The first line of that file - parsed as:
[u'chr3R', u'FlyBase', u'gene', u'722370', u'722621', u'.', u'-', u'.', u'gene_id "FBgn0085804"; gene_name "CR41571"; gene_source "FlyBase"; gene_biotype "pseudogene";']
does not have a transcript_id so Galaxy does not sniff it as a gtf - https://github.com/galaxyproject/galaxy/blob/dev/lib/galaxy/datatypes/interval.py#L1059.
http://genome.ucsc.edu/FAQ/FAQformat#format4
The attribute list must begin with the two mandatory attributes:
gene_id value - A globally unique identifier for the genomic source of the sequence. transcript_id value - A globally unique identifier for the predicted transcript.
Rats. @mblue9 what do you think?
All these custom formats for GFF/GFF2/GTF/GFF3 are ... problematic
These data look like GFF3 that was modified to be in GTF format, but only some lines actually meet with the spec for GTF. Data also includes headers that do not fit GTF (should be none) or GFF3 (which wouldn't fit the content).
Loaded both into the history here: https://usegalaxy.org:/u/jen/h/test-gtf-downloads
What tools actually require can vary.
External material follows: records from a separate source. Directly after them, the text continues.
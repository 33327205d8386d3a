use deadpool_redis::Pool;
use deadpool_redis::redis::AsyncCommands;

use crate::domain::repository::TokenStore;
use crate::error::AdminServiceError;

#[derive(Clone)]
pub struct RedisTokenStore {
    pub pool: Pool,
}

fn refresh_key(user_id: i64, token: &str) -> String {
    format!("refresh_token:{}:{}", user_id, token)
}

fn blacklist_key(token: &str) -> String {
    format!("token:blacklist:{}", token)
}

impl RedisTokenStore {
    async fn conn(&self) -> Result<deadpool_redis::Connection, AdminServiceError> {
        self.pool
            .get()
            .await
            .map_err(|e| AdminServiceError::Internal(e.into()))
    }

    /// Round-trip a `PING`; used by the readiness probe.
    pub async fn ping(&self) -> anyhow::Result<()> {
        let mut conn = self.pool.get().await?;
        let _: String = deadpool_redis::redis::cmd("PING")
            .query_async(&mut conn)
            .await?;
        Ok(())
    }
}

impl TokenStore for RedisTokenStore {
    async fn store_refresh(
        &self,
        user_id: i64,
        token: &str,
        ttl_secs: u64,
    ) -> Result<(), AdminServiceError> {
        let mut conn = self.conn().await?;
        let (): () = conn
            .set_ex(refresh_key(user_id, token), user_id, ttl_secs)
            .await
            .map_err(|e: deadpool_redis::redis::RedisError| AdminServiceError::Internal(e.into()))?;
        Ok(())
    }

    async fn refresh_exists(&self, user_id: i64, token: &str) -> Result<bool, AdminServiceError> {
        let mut conn = self.conn().await?;
        let exists: bool = conn
            .exists(refresh_key(user_id, token))
            .await
            .map_err(|e: deadpool_redis::redis::RedisError| AdminServiceError::Internal(e.into()))?;
        Ok(exists)
    }

    async fn remove_refresh(&self, user_id: i64, token: &str) -> Result<(), AdminServiceError> {
        let mut conn = self.conn().await?;
        let _: i64 = conn
            .del(refresh_key(user_id, token))
            .await
            .map_err(|e: deadpool_redis::redis::RedisError| AdminServiceError::Internal(e.into()))?;
        Ok(())
    }

    async fn blacklist(&self, token: &str, ttl_secs: u64) -> Result<(), AdminServiceError> {
        let mut conn = self.conn().await?;
        let (): () = conn
            .set_ex(blacklist_key(token), 1, ttl_secs)
            .await
            .map_err(|e: deadpool_redis::redis::RedisError| AdminServiceError::Internal(e.into()))?;
        Ok(())
    }

    async fn is_blacklisted(&self, token: &str) -> Result<bool, AdminServiceError> {
        let mut conn = self.conn().await?;
        let exists: bool = conn
            .exists(blacklist_key(token))
            .await
            .map_err(|e: deadpool_redis::redis::RedisError| AdminServiceError::Internal(e.into()))?;
        Ok(exists)
    }
}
Content and format both factors. We need to figure out a way to handle these somehow. Avoid the wrong datatype for format reasons (unexpected headers) and base it just on content. Then tools need to know how to handle that input based on content/datatype (ignore headers or we strip them out ourselves at Upload).
Or we just keep on defaulting back to a generic GFF and have users clean up the data. Which users have problems with. I don't know the right path for this data source. Some tools will work with it fine, some will not.